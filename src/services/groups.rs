use sqlx::{PgPool, Postgres, Transaction};
use tracing::info;
use uuid::Uuid;

use super::{access, validation, ServiceError};
use crate::database::models::{Group, GroupAnnouncement, GroupMember, Role, User};
use crate::events::{outbox, DomainEvent};

const GROUP_COLUMNS: &str =
    "id, name, description, province, district, sector, created_by, created_at";

const ANNOUNCEMENT_COLUMNS: &str = "id, group_id, message, posted_by, created_at";

pub struct NewGroup {
    pub name: String,
    pub description: String,
}

pub struct GroupService {
    pool: PgPool,
}

impl GroupService {
    pub fn new(pool: PgPool) -> Self {
        Self { pool }
    }

    /// Create a jurisdiction-scoped group. The location is copied from the
    /// creating admin, who becomes the first (permanent) member.
    pub async fn create(&self, actor: &User, input: NewGroup) -> Result<Group, ServiceError> {
        validation::validate_length("Name", &input.name, 3, 100)
            .map_err(ServiceError::Validation)?;
        validation::validate_length("Description", &input.description, 1, 1000)
            .map_err(ServiceError::Validation)?;

        let mut tx = self.pool.begin().await?;

        let group: Group = sqlx::query_as(&format!(
            "INSERT INTO groups (name, description, province, district, sector, created_by) \
             VALUES ($1, $2, $3, $4, $5, $6) RETURNING {GROUP_COLUMNS}"
        ))
        .bind(input.name.trim())
        .bind(input.description.trim())
        .bind(&actor.location.province)
        .bind(&actor.location.district)
        .bind(&actor.location.sector)
        .bind(actor.id)
        .fetch_one(&mut *tx)
        .await?;

        sqlx::query("INSERT INTO group_members (group_id, user_id) VALUES ($1, $2)")
            .bind(group.id)
            .bind(actor.id)
            .execute(&mut *tx)
            .await?;

        tx.commit().await?;

        info!("Group {} created by {}", group.id, actor.id);
        Ok(group)
    }

    /// Join a group. Rejects double-joins and callers whose location does
    /// not match under the district-admin-relaxed rule.
    pub async fn join(&self, actor: &User, group_id: Uuid) -> Result<GroupMember, ServiceError> {
        let group = self.load(group_id).await?;

        if self.is_member(group.id, actor.id).await? {
            return Err(ServiceError::BadRequest(
                "Already a member of this group".to_string(),
            ));
        }

        if !access::can_join_group(actor, &group.location) {
            return Err(ServiceError::Forbidden(
                "Your assigned location does not match this group".to_string(),
            ));
        }

        let member: GroupMember = sqlx::query_as(
            "INSERT INTO group_members (group_id, user_id) VALUES ($1, $2) \
             RETURNING group_id, user_id, joined_at",
        )
        .bind(group.id)
        .bind(actor.id)
        .fetch_one(&self.pool)
        .await?;

        Ok(member)
    }

    /// Leave a group. The creator is a permanent member and can never leave.
    pub async fn leave(&self, actor: &User, group_id: Uuid) -> Result<(), ServiceError> {
        let group = self.load(group_id).await?;

        if group.created_by == actor.id {
            return Err(ServiceError::BadRequest(
                "The group creator cannot leave the group".to_string(),
            ));
        }

        let result = sqlx::query("DELETE FROM group_members WHERE group_id = $1 AND user_id = $2")
            .bind(group.id)
            .bind(actor.id)
            .execute(&self.pool)
            .await?;

        if result.rows_affected() == 0 {
            return Err(ServiceError::BadRequest(
                "Not a member of this group".to_string(),
            ));
        }

        Ok(())
    }

    /// Post an announcement. Creator-only; members are notified through the
    /// group room.
    pub async fn post_announcement(
        &self,
        actor: &User,
        group_id: Uuid,
        message: &str,
    ) -> Result<GroupAnnouncement, ServiceError> {
        validation::validate_length("Message", message, 1, 2000)
            .map_err(ServiceError::Validation)?;

        let group = self.load(group_id).await?;

        if group.created_by != actor.id {
            return Err(ServiceError::Forbidden(
                "Only the group creator can post announcements".to_string(),
            ));
        }

        let mut tx = self.pool.begin().await?;

        let announcement: GroupAnnouncement = sqlx::query_as(&format!(
            "INSERT INTO group_announcements (group_id, message, posted_by) \
             VALUES ($1, $2, $3) RETURNING {ANNOUNCEMENT_COLUMNS}"
        ))
        .bind(group.id)
        .bind(message.trim())
        .bind(actor.id)
        .fetch_one(&mut *tx)
        .await?;

        outbox::enqueue(
            &mut tx,
            &DomainEvent::AnnouncementPosted {
                group_id: group.id,
                announcement_id: announcement.id,
            },
        )
        .await?;

        tx.commit().await?;
        Ok(announcement)
    }

    /// Announcements feed, member-only.
    pub async fn announcements(
        &self,
        actor: &User,
        group_id: Uuid,
    ) -> Result<Vec<GroupAnnouncement>, ServiceError> {
        let group = self.load(group_id).await?;
        self.ensure_member(group.id, actor.id).await?;

        let announcements: Vec<GroupAnnouncement> = sqlx::query_as(&format!(
            "SELECT {ANNOUNCEMENT_COLUMNS} FROM group_announcements \
             WHERE group_id = $1 ORDER BY created_at DESC"
        ))
        .bind(group.id)
        .fetch_all(&self.pool)
        .await?;
        Ok(announcements)
    }

    /// Group detail with membership, member-only.
    pub async fn get(
        &self,
        actor: &User,
        group_id: Uuid,
    ) -> Result<(Group, Vec<GroupMember>), ServiceError> {
        let group = self.load(group_id).await?;
        self.ensure_member(group.id, actor.id).await?;

        let members: Vec<GroupMember> = sqlx::query_as(
            "SELECT group_id, user_id, joined_at FROM group_members \
             WHERE group_id = $1 ORDER BY joined_at ASC",
        )
        .bind(group.id)
        .fetch_all(&self.pool)
        .await?;

        Ok((group, members))
    }

    /// Groups visible to the caller: those whose location they could join.
    /// Super admins see everything.
    pub async fn list(&self, actor: &User) -> Result<Vec<Group>, ServiceError> {
        let groups: Vec<Group> = match actor.role {
            Role::SuperAdmin => {
                sqlx::query_as(&format!(
                    "SELECT {GROUP_COLUMNS} FROM groups ORDER BY created_at DESC"
                ))
                .fetch_all(&self.pool)
                .await?
            }
            Role::DistrictAdmin => {
                sqlx::query_as(&format!(
                    "SELECT {GROUP_COLUMNS} FROM groups \
                     WHERE province = $1 AND district = $2 ORDER BY created_at DESC"
                ))
                .bind(&actor.location.province)
                .bind(&actor.location.district)
                .fetch_all(&self.pool)
                .await?
            }
            _ => {
                sqlx::query_as(&format!(
                    "SELECT {GROUP_COLUMNS} FROM groups \
                     WHERE province = $1 AND district = $2 AND sector = $3 \
                     ORDER BY created_at DESC"
                ))
                .bind(&actor.location.province)
                .bind(&actor.location.district)
                .bind(&actor.location.sector)
                .fetch_all(&self.pool)
                .await?
            }
        };
        Ok(groups)
    }

    async fn load(&self, group_id: Uuid) -> Result<Group, ServiceError> {
        let group: Option<Group> =
            sqlx::query_as(&format!("SELECT {GROUP_COLUMNS} FROM groups WHERE id = $1"))
                .bind(group_id)
                .fetch_optional(&self.pool)
                .await?;
        group.ok_or_else(|| ServiceError::NotFound("Group not found".to_string()))
    }

    async fn is_member(&self, group_id: Uuid, user_id: Uuid) -> Result<bool, ServiceError> {
        let count: (i64,) = sqlx::query_as(
            "SELECT COUNT(*) FROM group_members WHERE group_id = $1 AND user_id = $2",
        )
        .bind(group_id)
        .bind(user_id)
        .fetch_one(&self.pool)
        .await?;
        Ok(count.0 > 0)
    }

    async fn ensure_member(&self, group_id: Uuid, user_id: Uuid) -> Result<(), ServiceError> {
        if !self.is_member(group_id, user_id).await? {
            return Err(ServiceError::Forbidden(
                "Only group members can view this group".to_string(),
            ));
        }
        Ok(())
    }
}

/// Enroll a newly-registered citizen into every group matching their full
/// location. Runs inside the registration transaction.
pub async fn auto_enroll(
    tx: &mut Transaction<'_, Postgres>,
    user: &User,
) -> Result<u64, sqlx::Error> {
    let result = sqlx::query(
        "INSERT INTO group_members (group_id, user_id) \
         SELECT id, $1 FROM groups WHERE province = $2 AND district = $3 AND sector = $4 \
         ON CONFLICT DO NOTHING",
    )
    .bind(user.id)
    .bind(&user.location.province)
    .bind(&user.location.district)
    .bind(&user.location.sector)
    .execute(&mut **tx)
    .await?;
    Ok(result.rows_affected())
}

──────

» **ABOUT THIS TASK**:
Each line of the data that holds "does" should be reported.

» **PROBLEM SOLUTION**:
    /// Join a group. Rejects double-joins and callers whose location does
                "Your assigned location does not match this group".to_string(),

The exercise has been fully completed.